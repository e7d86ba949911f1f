use std::time::Duration;

use crawlspace_core::CrawlError;
use crawlspace_core::middleware::DEFAULT_USER_AGENT;

/// Settings for [`ReqwestTransport`](crate::ReqwestTransport).
#[derive(Debug, Clone, PartialEq, Eq)]
pub struct ClientConfig {
    /// Sent when the request carries no `User-Agent` header of its own.
    pub user_agent: String,
    pub timeout: Duration,
    pub connect_timeout: Duration,
}

impl Default for ClientConfig {
    fn default() -> Self {
        Self {
            user_agent: DEFAULT_USER_AGENT.to_string(),
            timeout: Duration::from_secs(30),
            connect_timeout: Duration::from_secs(10),
        }
    }
}

impl ClientConfig {
    /// Read configuration from environment variables.
    ///
    /// - `CRAWLSPACE_USER_AGENT` (optional)
    /// - `CRAWLSPACE_TIMEOUT_SECS` (optional, defaults to 30)
    /// - `CRAWLSPACE_CONNECT_TIMEOUT_SECS` (optional, defaults to 10)
    pub fn from_env() -> Result<Self, CrawlError> {
        Self::from_lookup(|key| std::env::var(key).ok())
    }

    fn from_lookup(lookup: impl Fn(&str) -> Option<String>) -> Result<Self, CrawlError> {
        let defaults = Self::default();

        let user_agent = match lookup("CRAWLSPACE_USER_AGENT") {
            Some(raw) if raw.trim().is_empty() => {
                return Err(CrawlError::Configuration(
                    "CRAWLSPACE_USER_AGENT must not be empty".into(),
                ));
            }
            Some(raw) => raw,
            None => defaults.user_agent,
        };

        let timeout = secs_var(&lookup, "CRAWLSPACE_TIMEOUT_SECS")?.unwrap_or(defaults.timeout);
        let connect_timeout =
            secs_var(&lookup, "CRAWLSPACE_CONNECT_TIMEOUT_SECS")?.unwrap_or(defaults.connect_timeout);

        Ok(Self {
            user_agent,
            timeout,
            connect_timeout,
        })
    }

    pub fn with_user_agent(mut self, user_agent: impl Into<String>) -> Self {
        self.user_agent = user_agent.into();
        self
    }

    pub fn with_timeout(mut self, timeout: Duration) -> Self {
        self.timeout = timeout;
        self
    }
}

fn secs_var(
    lookup: &impl Fn(&str) -> Option<String>,
    key: &str,
) -> Result<Option<Duration>, CrawlError> {
    let Some(raw) = lookup(key) else {
        return Ok(None);
    };
    let secs: u64 = raw.trim().parse().map_err(|_| {
        CrawlError::Configuration(format!("Invalid {key} '{raw}': must be a positive integer"))
    })?;
    if secs == 0 {
        return Err(CrawlError::Configuration(format!("{key} must be at least 1")));
    }
    Ok(Some(Duration::from_secs(secs)))
}
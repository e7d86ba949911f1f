//! Lifecycle notifications.
//!
//! Components receive an [`EventBus`] handle at construction and publish
//! [`CrawlEvent`]s through it. Listeners are pure observers: a crawl behaves
//! the same with or without them.

use std::sync::atomic::{AtomicU64, Ordering};
use std::sync::{Arc, RwLock};

use crate::error::ParseError;
use crate::item::Item;
use crate::request::Request;
use crate::response::Response;
use crate::run::RunInfo;

/// Events emitted during a run.
///
/// For one request the order is always `RequestSending`, then one of
/// `RequestDropped` / `ResponseReceived`, then any number of item events.
#[derive(Debug, Clone, Copy)]
pub enum CrawlEvent<'a> {
    RunStarting {
        run: &'a RunInfo,
    },
    RequestScheduling {
        request: &'a Request,
    },
    RequestSending {
        request: &'a Request,
    },
    ResponseReceived {
        response: &'a Response,
    },
    RequestDropped {
        request: &'a Request,
        reason: &'a str,
    },
    ItemScraped {
        item: &'a Item,
    },
    ItemDropped {
        item: &'a Item,
        reason: &'a str,
    },
    ProcessingError {
        request: &'a Request,
        error: &'a ParseError,
    },
    RunFinished {
        run: &'a RunInfo,
    },
}

impl CrawlEvent<'_> {
    pub fn name(&self) -> &'static str {
        match self {
            CrawlEvent::RunStarting { .. } => "RunStarting",
            CrawlEvent::RequestScheduling { .. } => "RequestScheduling",
            CrawlEvent::RequestSending { .. } => "RequestSending",
            CrawlEvent::ResponseReceived { .. } => "ResponseReceived",
            CrawlEvent::RequestDropped { .. } => "RequestDropped",
            CrawlEvent::ItemScraped { .. } => "ItemScraped",
            CrawlEvent::ItemDropped { .. } => "ItemDropped",
            CrawlEvent::ProcessingError { .. } => "ProcessingError",
            CrawlEvent::RunFinished { .. } => "RunFinished",
        }
    }
}

/// Trait for receiving crawl events (decoupled logging and metrics).
pub trait EventListener: Send + Sync {
    fn on_event(&self, event: &CrawlEvent<'_>) {
        let _ = event;
    }
}

/// Listener that logs every event through `tracing`.
#[derive(Debug, Default, Clone, Copy)]
pub struct TracingListener;

impl EventListener for TracingListener {
    fn on_event(&self, event: &CrawlEvent<'_>) {
        match event {
            CrawlEvent::RunStarting { run } => {
                tracing::info!(run_id = %run.id, seeds = run.seed_count, "Run starting");
            }
            CrawlEvent::RequestScheduling { request } => {
                tracing::debug!(url = %request.url(), "Scheduling request");
            }
            CrawlEvent::RequestSending { request } => {
                tracing::debug!(url = %request.url(), "Sending request");
            }
            CrawlEvent::ResponseReceived { response } => {
                tracing::info!(
                    url = %response.url(),
                    status = response.status().as_u16(),
                    bytes = response.body().len(),
                    "Response received"
                );
            }
            CrawlEvent::RequestDropped { request, reason } => {
                tracing::info!(url = %request.url(), %reason, "Request dropped");
            }
            CrawlEvent::ItemScraped { item } => {
                tracing::debug!(fields = item.len(), "Item scraped");
            }
            CrawlEvent::ItemDropped { item, reason } => {
                tracing::info!(fields = item.len(), %reason, "Item dropped");
            }
            CrawlEvent::ProcessingError { request, error } => {
                tracing::warn!(url = %request.url(), %error, "Parse callback failed");
            }
            CrawlEvent::RunFinished { run } => {
                tracing::info!(run_id = %run.id, "Run finished");
            }
        }
    }
}

/// Handle returned by [`EventBus::subscribe`].
#[derive(Debug, Clone, Copy, PartialEq, Eq, Hash)]
pub struct ListenerId(u64);

type ListenerList = Vec<(ListenerId, Arc<dyn EventListener>)>;

/// Publish/subscribe channel shared by all components of an engine.
///
/// Cloning yields another handle to the same listener list.
#[derive(Clone, Default)]
pub struct EventBus {
    listeners: Arc<RwLock<ListenerList>>,
    next_id: Arc<AtomicU64>,
}

impl EventBus {
    pub fn new() -> Self {
        Self::default()
    }

    pub fn subscribe(&self, listener: Arc<dyn EventListener>) -> ListenerId {
        let id = ListenerId(self.next_id.fetch_add(1, Ordering::Relaxed));
        self.write_listeners().push((id, listener));
        id
    }

    /// Remove a listener. Returns false if it was not subscribed.
    pub fn unsubscribe(&self, id: ListenerId) -> bool {
        let mut listeners = self.write_listeners();
        let before = listeners.len();
        listeners.retain(|(existing, _)| *existing != id);
        listeners.len() != before
    }

    pub fn listener_count(&self) -> usize {
        self.read_listeners().len()
    }

    /// Deliver `event` to every listener in subscription order.
    pub fn publish(&self, event: CrawlEvent<'_>) {
        // Snapshot first so listeners may (un)subscribe without deadlocking.
        let listeners: Vec<_> = self
            .read_listeners()
            .iter()
            .map(|(_, l)| Arc::clone(l))
            .collect();
        for listener in listeners {
            listener.on_event(&event);
        }
    }

    fn read_listeners(&self) -> std::sync::RwLockReadGuard<'_, ListenerList> {
        self.listeners.read().unwrap_or_else(|poisoned| {
            tracing::warn!("Recovered from poisoned event bus");
            poisoned.into_inner()
        })
    }

    fn write_listeners(&self) -> std::sync::RwLockWriteGuard<'_, ListenerList> {
        self.listeners.write().unwrap_or_else(|poisoned| {
            tracing::warn!("Recovered from poisoned event bus");
            poisoned.into_inner()
        })
    }
}

impl std::fmt::Debug for EventBus {
    fn fmt(&self, f: &mut std::fmt::Formatter<'_>) -> std::fmt::Result {
        f.debug_struct("EventBus")
            .field("listeners", &self.listener_count())
            .finish()
    }
}
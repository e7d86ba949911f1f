//! Item pipeline: an ordered chain of processors each item passes through.

use std::collections::HashSet;
use std::sync::Mutex;

use async_trait::async_trait;
use serde::Deserialize;
use serde_json::Value;

use crate::error::CrawlError;
use crate::events::{CrawlEvent, EventBus};
use crate::item::Item;
use crate::middleware::{MiddlewareAction, parse_options, reject_options};

pub type ItemAction = MiddlewareAction<Item>;

/// A stage of the item pipeline. May transform the item or drop it.
#[async_trait]
pub trait ItemProcessor: Send + Sync {
    fn name(&self) -> &'static str;

    fn configure(&mut self, options: &Value) -> Result<(), CrawlError> {
        reject_options(self.name(), options)
    }

    async fn process_item(&self, item: Item) -> ItemAction;
}

pub struct ItemPipeline {
    events: EventBus,
    processors: Vec<Box<dyn ItemProcessor>>,
}

impl ItemPipeline {
    pub fn new(events: EventBus) -> Self {
        Self {
            events,
            processors: Vec::new(),
        }
    }

    pub fn set_processors(&mut self, processors: Vec<Box<dyn ItemProcessor>>) {
        self.processors = processors;
    }

    pub fn clear_processors(&mut self) {
        self.processors.clear();
    }

    pub fn processor_names(&self) -> Vec<&'static str> {
        self.processors.iter().map(|p| p.name()).collect()
    }

    /// Run `item` through every processor.
    ///
    /// Returns the finished item after emitting `ItemScraped`, or `None` after
    /// emitting `ItemDropped`. A dropped item never reaches later processors.
    pub async fn process(&self, mut item: Item) -> Option<Item> {
        for processor in &self.processors {
            match processor.process_item(item).await {
                MiddlewareAction::Continue(next) => item = next,
                MiddlewareAction::Drop { dropped, reason } => {
                    tracing::debug!(processor = processor.name(), %reason, "Item dropped");
                    self.events.publish(CrawlEvent::ItemDropped {
                        item: &dropped,
                        reason: &reason,
                    });
                    return None;
                }
            }
        }
        self.events.publish(CrawlEvent::ItemScraped { item: &item });
        Some(item)
    }
}

impl std::fmt::Debug for ItemPipeline {
    fn fmt(&self, f: &mut std::fmt::Formatter<'_>) -> std::fmt::Result {
        f.debug_struct("ItemPipeline")
            .field("processors", &self.processor_names())
            .finish_non_exhaustive()
    }
}

#[derive(Debug, Clone, Default, PartialEq, Eq, Deserialize)]
#[serde(rename_all = "camelCase", deny_unknown_fields)]
pub struct ItemDeduplicationOptions {
    /// Fields whose combined values identify an item.
    pub fields: Vec<String>,
}

/// Drops items whose selected field values were already seen in this run.
#[derive(Debug, Default)]
pub struct ItemDeduplicationProcessor {
    fields: Vec<String>,
    seen: Mutex<HashSet<String>>,
}

impl ItemDeduplicationProcessor {
    pub fn new(fields: impl IntoIterator<Item = impl Into<String>>) -> Self {
        Self {
            fields: fields.into_iter().map(Into::into).collect(),
            seen: Mutex::new(HashSet::new()),
        }
    }

    fn fingerprint(&self, item: &Item) -> String {
        let values = self
            .fields
            .iter()
            .map(|field| item.get(field).cloned().unwrap_or(Value::Null))
            .collect();
        Value::Array(values).to_string()
    }
}

#[async_trait]
impl ItemProcessor for ItemDeduplicationProcessor {
    fn name(&self) -> &'static str {
        "ItemDeduplicationProcessor"
    }

    fn configure(&mut self, options: &Value) -> Result<(), CrawlError> {
        let options: ItemDeduplicationOptions = parse_options(self.name(), options)?;
        if options.fields.is_empty() {
            return Err(CrawlError::Configuration(format!(
                "{} requires a non-empty 'fields' option",
                self.name()
            )));
        }
        self.fields = options.fields;
        Ok(())
    }

    async fn process_item(&self, item: Item) -> ItemAction {
        let key = self.fingerprint(&item);
        let first = self
            .seen
            .lock()
            .unwrap_or_else(|poisoned| {
                tracing::warn!("Recovered from poisoned item dedup set");
                poisoned.into_inner()
            })
            .insert(key);
        if first {
            MiddlewareAction::Continue(item)
        } else {
            MiddlewareAction::dropped(item, "duplicate item")
        }
    }
}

────────────────────

• Exercise requirements: Every line in the records that holds the word "ItemPipeline" should be copied into the answer.

• Solved exercise:
pub struct ItemPipeline {
impl ItemPipeline {
impl std::fmt::Debug for ItemPipeline {
        f.debug_struct("ItemPipeline")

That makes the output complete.